- _RECORD SET_:

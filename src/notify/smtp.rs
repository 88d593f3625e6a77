use lettre::message::header::ContentType;
use lettre::message::Mailbox;
use lettre::transport::smtp::authentication::Credentials;
use lettre::{Message, SmtpTransport, Transport};

use crate::core::error::{Error, Result};
use crate::notify::{MailSecurity, MailSettings};

pub(super) async fn send(settings: MailSettings, subject: &str, body: &str) -> Result<()> {
    let server = settings.server.clone().unwrap_or_default().trim().to_string();
    let target = format!("smtp://{server}");
    let message = build_message(&settings, subject, body).map_err(Error::config)?;

    let mut builder = match settings.security {
        MailSecurity::Ssl => SmtpTransport::relay(&server),
        MailSecurity::StartTls => SmtpTransport::starttls_relay(&server),
        MailSecurity::Insecure => Ok(SmtpTransport::builder_dangerous(&server)),
    }
    .map_err(|err| Error::transport(&target, err.to_string()))?;
    if let Some(port) = settings.port {
        builder = builder.port(port);
    }
    if let (Some(login), Some(password)) = (&settings.login, &settings.password) {
        builder = builder.credentials(Credentials::new(
            login.trim().to_string(),
            password.trim().to_string(),
        ));
    }
    let transport = builder.build();

    tokio::task::spawn_blocking(move || transport.send(&message))
        .await
        .map_err(|err| Error::transport(&target, err.to_string()))?
        .map_err(|err| Error::transport(&target, err.to_string()))?;
    Ok(())
}

fn build_message(settings: &MailSettings, subject: &str, body: &str) -> std::result::Result<Message, String> {
    let mut builder = Message::builder()
        .from(mailbox(&settings.from)?)
        .subject(subject)
        .header(ContentType::TEXT_PLAIN);
    for address in addresses(&settings.to) {
        builder = builder.to(mailbox(address)?);
    }
    for address in settings.cc.iter().flat_map(|cc| addresses(cc)) {
        builder = builder.cc(mailbox(address)?);
    }
    for address in settings.bcc.iter().flat_map(|bcc| addresses(bcc)) {
        builder = builder.bcc(mailbox(address)?);
    }
    builder.body(body.to_string()).map_err(|err| err.to_string())
}

fn addresses(list: &str) -> impl Iterator<Item = &str> {
    list.split(',').map(str::trim).filter(|address| !address.is_empty())
}

fn mailbox(address: &str) -> std::result::Result<Mailbox, String> {
    address
        .trim()
        .parse()
        .map_err(|err| format!("invalid mail address {address}: {err}"))
}

#[cfg(test)]
mod tests {
    use super::*;

    #[test]
    fn message_carries_every_recipient() {
        let settings = MailSettings {
            from: "railcron@example.org".to_string(),
            to: "ops@example.org, lead@example.org".to_string(),
            cc: Some("audit@example.org".to_string()),
            ..MailSettings::default()
        };
        let message = build_message(&settings, "Error in flow hda", "body").expect("message");
        assert_eq!(message.envelope().to().len(), 3);
    }

    #[test]
    fn bad_address_is_rejected() {
        let settings = MailSettings {
            from: "not an address".to_string(),
            to: "ops@example.org".to_string(),
            ..MailSettings::default()
        };
        assert!(build_message(&settings, "s", "b").is_err());
    }
}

- _YOUR OBJECTIVE_:
Retype the records above in full, exactly.

- _EXERCISE RESULT_:
filename src/notify/smtp.rs
repository 88d593f3625e6a77
use lettre::message::header::ContentType;
use lettre::message::Mailbox;
use lettre::transport::smtp::authentication::Credentials;
use lettre::{Message, SmtpTransport, Transport};

use crate::core::error::{Error, Result};
use crate::notify::{MailSecurity, MailSettings};

pub(super) async fn send(settings: MailSettings, subject: &str, body: &str) -> Result<()> {
    let server = settings.server.clone().unwrap_or_default().trim().to_string();
    let target = format!("smtp://{server}");
    let message = build_message(&settings, subject, body).map_err(Error::config)?;

    let mut builder = match settings.security {
        MailSecurity::Ssl => SmtpTransport::relay(&server),
        MailSecurity::StartTls => SmtpTransport::starttls_relay(&server),
        MailSecurity::Insecure => Ok(SmtpTransport::builder_dangerous(&server)),
    }
    .map_err(|err| Error::transport(&target, err.to_string()))?;
    if let Some(port) = settings.port {
        builder = builder.port(port);
    }
    if let (Some(login), Some(password)) = (&settings.login, &settings.password) {
        builder = builder.credentials(Credentials::new(
            login.trim().to_string(),
            password.trim().to_string(),
        ));
    }
    let transport = builder.build();

    tokio::task::spawn_blocking(move || transport.send(&message))
        .await
        .map_err(|err| Error::transport(&target, err.to_string()))?
        .map_err(|err| Error::transport(&target, err.to_string()))?;
    Ok(())
}

fn build_message(settings: &MailSettings, subject: &str, body: &str) -> std::result::Result<Message, String> {
    let mut builder = Message::builder()
        .from(mailbox(&settings.from)?)
        .subject(subject)
        .header(ContentType::TEXT_PLAIN);
    for address in addresses(&settings.to) {
        builder = builder.to(mailbox(address)?);
    }
    for address in settings.cc.iter().flat_map(|cc| addresses(cc)) {
        builder = builder.cc(mailbox(address)?);
    }
    for address in settings.bcc.iter().flat_map(|bcc| addresses(bcc)) {
        builder = builder.bcc(mailbox(address)?);
    }
    builder.body(body.to_string()).map_err(|err| err.to_string())
}

fn addresses(list: &str) -> impl Iterator<Item = &str> {
    list.split(',').map(str::trim).filter(|address| !address.is_empty())
}

fn mailbox(address: &str) -> std::result::Result<Mailbox, String> {
    address
        .trim()
        .parse()
        .map_err(|err| format!("invalid mail address {address}: {err}"))
}

#[cfg(test)]
mod tests {
    use super::*;

    #[test]
    fn message_carries_every_recipient() {
        let settings = MailSettings {
            from: "railcron@example.org".to_string(),
            to: "ops@example.org, lead@example.org".to_string(),
            cc: Some("audit@example.org".to_string()),
            ..MailSettings::default()
        };
        let message = build_message(&settings, "Error in flow hda", "body").expect("message");
        assert_eq!(message.envelope().to().len(), 3);
    }

    #[test]
    fn bad_address_is_rejected() {
        let settings = MailSettings {
            from: "not an address".to_string(),
            to: "ops@example.org".to_string(),
            ..MailSettings::default()
        };
        assert!(build_message(&settings, "s", "b").is_err());
    }
}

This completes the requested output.